§ What the task requires
Report every line of the listing below in which the string "ConfigError" appears.

§ Raw data
----

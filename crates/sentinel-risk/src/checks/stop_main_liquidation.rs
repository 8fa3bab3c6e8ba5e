//! 보조 포지션 스톱 후 주 포지션 청산가 검증.

use std::sync::Arc;

use async_trait::async_trait;
use tracing::debug;

use sentinel_core::{
    Hedge, LiquidationEstimator, OrderCostCalculator, OrderKind, PlannedOrder, PositionProvider,
    PositionSide, SentinelResult,
};
use sentinel_sandbox::{BalanceShortfallPolicy, TradingSandbox};

use crate::checks::{sandbox_failure, CheckFailure, CheckOutcome, TradingCheck};
use crate::context::TradingCheckContext;

/// 헤지의 보조 포지션을 스톱으로 줄였을 때 주 포지션의 청산가가
/// 시세에 너무 가까워지는지 검증합니다.
///
/// 보조 포지션이 줄면 주 포지션의 커버가 약해져 청산가가 재산출됩니다.
/// 스톱 주문을 샌드박스에 재생한 뒤 주 포지션의 새 청산가와 평가
/// 기준가 사이 거리가 `safe_liquidation_distance` 미만이면 실패합니다.
pub struct StopMainLiquidationCheck {
    positions: Arc<dyn PositionProvider>,
    estimator: Arc<dyn LiquidationEstimator>,
    cost: Arc<dyn OrderCostCalculator>,
}

impl StopMainLiquidationCheck {
    /// 새 검증을 생성합니다.
    pub fn new(
        positions: Arc<dyn PositionProvider>,
        estimator: Arc<dyn LiquidationEstimator>,
        cost: Arc<dyn OrderCostCalculator>,
    ) -> Self {
        Self {
            positions,
            estimator,
            cost,
        }
    }
}

#[async_trait]
impl TradingCheck for StopMainLiquidationCheck {
    fn name(&self) -> &str {
        "stop_main_liquidation"
    }

    async fn supports(
        &self,
        order: &PlannedOrder,
        ctx: &mut TradingCheckContext,
    ) -> SentinelResult<bool> {
        if order.kind != OrderKind::Stop {
            return Ok(false);
        }

        let long = ctx
            .ensure_position(self.positions.as_ref(), PositionSide::Long)
            .await?;
        let short = ctx
            .ensure_position(self.positions.as_ref(), PositionSide::Short)
            .await?;

        match (long, short) {
            (Some(long), Some(short)) => {
                let hedge = Hedge::resolve(&long, &short);
                Ok(hedge.support.side == order.side)
            }
            _ => Ok(false),
        }
    }

    async fn check(
        &self,
        order: &PlannedOrder,
        ctx: &mut TradingCheckContext,
    ) -> SentinelResult<CheckOutcome> {
        let state = ctx.ensure_sandbox_state(self.positions.as_ref()).await?;

        let mut sandbox =
            TradingSandbox::new(Arc::clone(&self.estimator), Arc::clone(&self.cost), state);
        sandbox
            .process_orders(
                std::slice::from_ref(order),
                BalanceShortfallPolicy::Ignore,
            )
            .map_err(sandbox_failure)?;

        let main_side = order.side.opposite();
        let liquidation = sandbox
            .state()
            .position(main_side)
            .and_then(|position| position.liquidation_price.clone());

        let liquidation = match liquidation {
            Some(price) => price,
            None => return Ok(CheckOutcome::pass("스톱 후 주 포지션 청산가 없음")),
        };

        let mark = &ctx.ticker.mark_price;
        let delta = liquidation.difference(mark);
        let safe_distance = ctx.settings.safe_liquidation_distance;

        debug!(
            main_side = ?main_side,
            liquidation = %liquidation.value(),
            mark = %mark.value(),
            delta = %delta,
            safe_distance = %safe_distance,
            "스톱 후 주 포지션 청산가 평가"
        );

        if delta < safe_distance {
            return Ok(CheckOutcome::fail(
                CheckFailure::MainPositionLiquidationAfterStopIsTooClose {
                    delta,
                    safe_distance,
                },
                format!(
                    "스톱 후 주 포지션 청산가 {}가 시세 {}에서 {} 거리 (안전 거리 {})",
                    liquidation.value(),
                    mark.value(),
                    delta,
                    safe_distance
                ),
            ));
        }

        Ok(CheckOutcome::pass(format!(
            "스톱 후 주 포지션 청산가 거리 {} (안전 거리 {})",
            delta, safe_distance
        )))
    }
}
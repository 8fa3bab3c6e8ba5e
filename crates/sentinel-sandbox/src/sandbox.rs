//! 예측 실행 시뮬레이터.
//!
//! 가상의 매수/스톱 주문 시퀀스를 샌드박스 상태에 결정적으로 재생합니다.
//! 모든 안전 검증이 사용하는 "이 주문을 실행하면 어떻게 되는가" 오라클이며,
//! 바인딩된 상태 밖으로는 어떤 부수 효과도 내지 않습니다.

use std::sync::Arc;

use rust_decimal::Decimal;
use tracing::debug;

use sentinel_core::{
    pnl_in_quote, LiquidationEstimator, OrderCostCalculator, OrderKind, PlannedOrder, Position,
    PositionSide, SentinelError,
};

use crate::error::{SandboxError, SandboxResult};
use crate::state::SandboxState;

/// 매수 중 가용 잔고 부족 처리 정책.
///
/// "그래도 매수한다면" 시나리오를 시뮬레이션하는 검증은 `Ignore`를
/// 사용합니다. 그 외 모든 에러는 정책과 무관하게 전파됩니다.
#[derive(Debug, Clone, Copy, PartialEq, Eq)]
pub enum BalanceShortfallPolicy {
    /// 잔고 부족 시 `InsufficientAvailableBalance`로 실패
    Enforce,
    /// 잔고 부족을 무시하고 계속 진행 (잔고는 음수가 될 수 있음)
    Ignore,
}

/// 가상 주문 재생 샌드박스.
///
/// (상태, 주문 시퀀스)의 순수 함수이며, 주입된 청산가 추정기와
/// 비용 계산기 외에는 어떤 외부 자원도 사용하지 않습니다.
pub struct TradingSandbox {
    estimator: Arc<dyn LiquidationEstimator>,
    cost: Arc<dyn OrderCostCalculator>,
    state: SandboxState,
}

impl TradingSandbox {
    /// 새 샌드박스를 생성하고 상태를 바인딩합니다.
    pub fn new(
        estimator: Arc<dyn LiquidationEstimator>,
        cost: Arc<dyn OrderCostCalculator>,
        state: SandboxState,
    ) -> Self {
        Self {
            estimator,
            cost,
            state,
        }
    }

    /// 바인딩된 상태를 반환합니다.
    pub fn state(&self) -> &SandboxState {
        &self.state
    }

    /// 샌드박스를 소비하고 최종 상태를 반환합니다.
    pub fn into_state(self) -> SandboxState {
        self.state
    }

    /// 새 상태를 바인딩합니다.
    ///
    /// # Errors
    ///
    /// `SentinelError::SymbolMismatch`: 새 상태의 심볼이 기존과 다른 경우
    pub fn set_state(&mut self, state: SandboxState) -> SandboxResult<()> {
        if state.symbol != self.state.symbol {
            return Err(SandboxError::Core(SentinelError::SymbolMismatch {
                expected: self.state.symbol.to_string(),
                actual: state.symbol.to_string(),
            }));
        }
        self.state = state;
        Ok(())
    }

    /// 주문 시퀀스를 순서대로 재생합니다.
    ///
    /// 순서가 결과를 결정합니다: 뒤의 주문은 앞의 주문이 남긴 상태를
    /// 봅니다. 각 주문 적용 후 청산가를 재산출합니다.
    ///
    /// # Errors
    ///
    /// - `SandboxError::InsufficientAvailableBalance`: `Enforce` 정책에서
    ///   매수 비용이 가용 잔고를 초과한 경우
    /// - `SandboxError::PositionNotFound`: 스톱 대상 포지션이 없는 경우
    /// - `SandboxError::UnexpectedExecution`: 협력자 호출 실패
    pub fn process_orders(
        &mut self,
        orders: &[PlannedOrder],
        policy: BalanceShortfallPolicy,
    ) -> SandboxResult<()> {
        for (index, order) in orders.iter().enumerate() {
            if order.symbol != self.state.symbol {
                return Err(SandboxError::Core(SentinelError::SymbolMismatch {
                    expected: self.state.symbol.to_string(),
                    actual: order.symbol.to_string(),
                }));
            }

            match order.kind {
                OrderKind::Buy => self.apply_buy(index, order, policy)?,
                OrderKind::Stop => self.apply_stop(index, order)?,
            }

            self.refresh_liquidations(index, order)?;
        }
        Ok(())
    }

    fn apply_buy(
        &mut self,
        index: usize,
        order: &PlannedOrder,
        policy: BalanceShortfallPolicy,
    ) -> SandboxResult<()> {
        self.state.set_last_price(order.price.clone());

        let cost = self
            .cost
            .total_buy_cost(order)
            .map_err(|source| SandboxError::UnexpectedExecution {
                order_index: index,
                order_id: order.id,
                source,
            })?;

        if policy == BalanceShortfallPolicy::Enforce {
            let available = self.state.available_balance();
            if available < cost {
                return Err(SandboxError::InsufficientAvailableBalance {
                    required: cost,
                    available,
                });
            }
        }

        self.state.modify_free_balance(-cost);

        let updated = match self.state.take_position(order.side) {
            Some(existing) => {
                let order_margin = self.cost.order_margin(order).map_err(|source| {
                    SandboxError::UnexpectedExecution {
                        order_index: index,
                        order_id: order.id,
                        source,
                    }
                })?;

                let new_size = existing.size + order.volume;
                // 가치 가중 평균 진입가
                let raw_entry = (existing.size * existing.entry_price.value()
                    + order.volume * order.price.value())
                    / new_size;
                let new_entry = self.state.symbol.price(raw_entry)?;

                let margin = existing.initial_margin + order_margin;
                existing
                    .with_entry_price(new_entry)
                    .with_size(new_size)
                    .with_initial_margin(margin)
            }
            None => Position::new(
                self.state.symbol.clone(),
                order.side,
                order.price.clone(),
                order.volume,
                order.leverage,
            ),
        };

        debug!(
            order_id = %order.id,
            side = ?order.side,
            cost = %cost,
            entry = %updated.entry_price,
            size = %updated.size,
            "매수 주문 적용"
        );

        self.state.set_position(updated)?;
        Ok(())
    }

    fn apply_stop(&mut self, index: usize, order: &PlannedOrder) -> SandboxResult<()> {
        self.state.set_last_price(order.price.clone());

        let existing = self.state.take_position(order.side).ok_or_else(|| {
            SandboxError::PositionNotFound {
                symbol: self.state.symbol.to_string(),
                side: format!("{:?}", order.side),
            }
        })?;

        let margin = self
            .cost
            .order_margin(order)
            .map_err(|source| SandboxError::UnexpectedExecution {
                order_index: index,
                order_id: order.id,
                source,
            })?;

        let closed_volume = order.volume.min(existing.size);
        let pnl = pnl_in_quote(order.side, &existing.entry_price, &order.price, closed_volume);

        // 반환 증거금과 실현 손익 모두 잔고로 (손실이면 잔고 감소)
        self.state.modify_free_balance(margin + pnl);

        let new_size = (existing.size - order.volume).max(Decimal::ZERO);

        debug!(
            order_id = %order.id,
            side = ?order.side,
            pnl = %pnl,
            margin = %margin,
            remaining = %new_size,
            "스톱 주문 적용"
        );

        if new_size > Decimal::ZERO {
            let remaining_margin = (existing.initial_margin - margin).max(Decimal::ZERO);
            let updated = existing
                .with_size(new_size)
                .with_initial_margin(remaining_margin);
            self.state.set_position(updated)?;
        }
        // 수량 0이면 포지션 종료, 슬롯은 빈 상태로 남음

        Ok(())
    }

    /// 체결 후 청산가를 재산출합니다.
    ///
    /// 헤지 계좌에서 청산은 레그 단위가 아니라 순노출의 속성입니다.
    /// 지지 레그는 독립적인 청산 리스크가 없으므로 청산가를 비우고,
    /// 메인 레그만 새 잔고로 재산출합니다.
    fn refresh_liquidations(&mut self, index: usize, order: &PlannedOrder) -> SandboxResult<()> {
        let free = self.state.free_balance();

        let (main_side, support_side) = match self.state.hedge() {
            Some(hedge) => {
                if hedge.is_equivalent() {
                    // 완전 상쇄 헤지는 양쪽 모두 청산 리스크 없음
                    (None, vec![PositionSide::Long, PositionSide::Short])
                } else {
                    (Some(hedge.main.side), vec![hedge.support.side])
                }
            }
            None => {
                let sole = [PositionSide::Long, PositionSide::Short]
                    .into_iter()
                    .find(|side| self.state.position(*side).is_some());
                (sole, Vec::new())
            }
        };

        for side in support_side {
            if let Some(position) = self.state.take_position(side) {
                self.state.set_position(position.with_liquidation(None))?;
            }
        }

        if let Some(side) = main_side {
            if let Some(position) = self.state.take_position(side) {
                let liquidation = self
                    .estimator
                    .estimate(&position, free)
                    .map_err(|source| SandboxError::UnexpectedExecution {
                        order_index: index,
                        order_id: order.id,
                        source,
                    })?;
                self.state
                    .set_position(position.with_liquidation(Some(liquidation)))?;
            }
        }

        Ok(())
    }
}
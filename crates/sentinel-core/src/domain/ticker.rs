//! 티커 스냅샷.

use serde::{Deserialize, Serialize};

use crate::types::{Price, Symbol};

/// 거래소가 보고하는 세 가지 기준 가격의 불변 스냅샷.
///
/// 평가마다 새로 생성되며 이후 수정되지 않습니다.
#[derive(Debug, Clone, Serialize, Deserialize)]
pub struct Ticker {
    /// 심볼
    pub symbol: Symbol,
    /// 마크 가격 (리스크 모델 기준)
    pub mark_price: Price,
    /// 인덱스 가격 (정산 기준)
    pub index_price: Price,
    /// 최종 체결 가격
    pub last_price: Price,
}

impl Ticker {
    /// 새 티커 스냅샷을 생성합니다.
    pub fn new(symbol: Symbol, mark_price: Price, index_price: Price, last_price: Price) -> Self {
        Self {
            symbol,
            mark_price,
            index_price,
            last_price,
        }
    }
}
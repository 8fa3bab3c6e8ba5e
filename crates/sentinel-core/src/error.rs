//! 리스크 엔진의 에러 타입.
//!
//! 이 모듈은 리스크 엔진 전반에서 사용되는 에러 타입을 정의합니다.

use rust_decimal::Decimal;
use thiserror::Error;

use crate::providers::ProviderError;

/// 핵심 리스크 엔진 에러.
#[derive(Debug, Error)]
pub enum SentinelError {
    /// 유효하지 않은 가격 (0 이하 또는 라운딩 후 0 이하)
    #[error("유효하지 않은 가격: {value}")]
    InvalidPrice { value: Decimal },

    /// 유효하지 않은 호가 단위
    #[error("유효하지 않은 호가 단위: {tick}")]
    InvalidTick { tick: Decimal },

    /// 유효하지 않은 퍼센트 값 (strict 모드에서 0~100 범위 초과)
    #[error("유효하지 않은 퍼센트 값: {value}")]
    InvalidPercent { value: Decimal },

    /// 유효하지 않은 가격 범위 (from >= to)
    #[error("유효하지 않은 가격 범위: {from} ~ {to}")]
    InvalidRange { from: Decimal, to: Decimal },

    /// 심볼 불일치
    #[error("심볼 불일치: 기대값 {expected}, 실제값 {actual}")]
    SymbolMismatch { expected: String, actual: String },

    /// 필수 설정 누락
    #[error("필수 설정을 찾을 수 없음: {key}")]
    MissingSetting { key: String },

    /// 설정 에러
    #[error("설정 에러: {0}")]
    Config(String),

    /// 포지션 에러
    #[error("포지션 에러: {0}")]
    Position(String),

    /// 외부 제공자 에러
    #[error("제공자 에러: {0}")]
    Provider(#[from] ProviderError),

    /// 내부 에러
    #[error("내부 에러: {0}")]
    Internal(String),
}

/// 리스크 엔진 작업을 위한 Result 타입.
pub type SentinelResult<T> = Result<T, SentinelError>;

impl SentinelError {
    /// 호출자 계약 위반 에러인지 확인합니다.
    ///
    /// 계약 위반은 복구 대상이 아니며 호출 측 버그를 의미합니다.
    pub fn is_contract_violation(&self) -> bool {
        matches!(
            self,
            SentinelError::InvalidPrice { .. }
                | SentinelError::InvalidTick { .. }
                | SentinelError::InvalidPercent { .. }
                | SentinelError::InvalidRange { .. }
                | SentinelError::SymbolMismatch { .. }
        )
    }

    /// 설정 관련 에러인지 확인합니다.
    pub fn is_config_error(&self) -> bool {
        matches!(
            self,
            SentinelError::MissingSetting { .. } | SentinelError::Config(_)
        )
    }
}

impl From<serde_json::Error> for SentinelError {
    fn from(err: serde_json::Error) -> Self {
        SentinelError::Internal(err.to_string())
    }
}

impl From<config::ConfigError> for SentinelError {
    fn from(err: config::ConfigError) -> Self {
        SentinelError::Config(err.to_string())
    }
}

----

§ Exercise output
impl From<config::ConfigError> for SentinelError {
    fn from(err: config::ConfigError) -> Self {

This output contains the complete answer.